大塚― これらの数値を含めて、温泉地では施設内に温泉成分などの掲示がなされていますが、甘露寺さんはどのように感じておられますか。

甘露寺さん― 温泉施設には、禁忌症、注意事項、適応症、さらには加水・加熱・循環・消毒剤、浴用剤の添加などが掲示されています。
これらの掲示は、見えやすいところにされることが温泉法で規定されていますが、利用客がどの程度読んでいるかは不明です。私は、掲示などの内容を図入りで読みやすくし、施設の宣伝用パンフレットや客室などでも目につくようにできないかと考えています。
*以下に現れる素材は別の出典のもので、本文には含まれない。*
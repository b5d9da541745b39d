// SPDX-FileCopyrightText: 2026 Keyward Contributors
// SPDX-License-Identifier: MIT OR Apache-2.0

//! Capability traits injected into the agent manager and installer.
//!
//! Both are synchronous and object safe so callers can hold them as
//! `Arc<dyn ...>` and tests can substitute fakes.

pub mod agent;
pub mod task_logger;

pub use agent::{AgentKey, AgentLauncher, SshAgent};
pub use task_logger::{TaskLogger, TracingTaskLogger};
もちろん、分析表のすべてを掲載する必要はなく、泉質などの簡単な解説だけでもわかりやすくする工夫が必要ではないでしょうか。

大塚― 全国の温泉施設に呼び掛けていただきたいと思いますが、どのような方法が効果的なのでしょう。

甘露寺さん― 現在、都道府県では講習会を開催して専門家に温泉の講義を依頼することも多くなっていますから、そのような機会に、ぜひ温泉の掲示と適正利用の内容を盛り込んでほしいと思います。
私も、このような講習会で講義することがあるのですが、温泉について誤解されていることも多いようです。ある旅館のご主人が、「うちの温泉は飲用の許可がとれました。飲料水やミネラルウォーターと同じようにどんどん飲んでいただきたい」とお客様に宣伝している場面に遭遇しました。国による温泉の飲用は、飲料水と同じように飲むために許可をしているわけではありませんと説明しましたが、温泉の飲用について、このような誤解は割と一般的なのです。
温泉は時間経過とともに細菌の増加や成分の変化が起きますから、飲用する場合は、新鮮な温泉を用いるだけでなく、十分な公衆衛生上の配慮を行うことが必要になります。このようなことも、掲示をとおして利用者に広く知っていただきたいのです。

大塚― わかりやすい掲示が増えることを期待しています。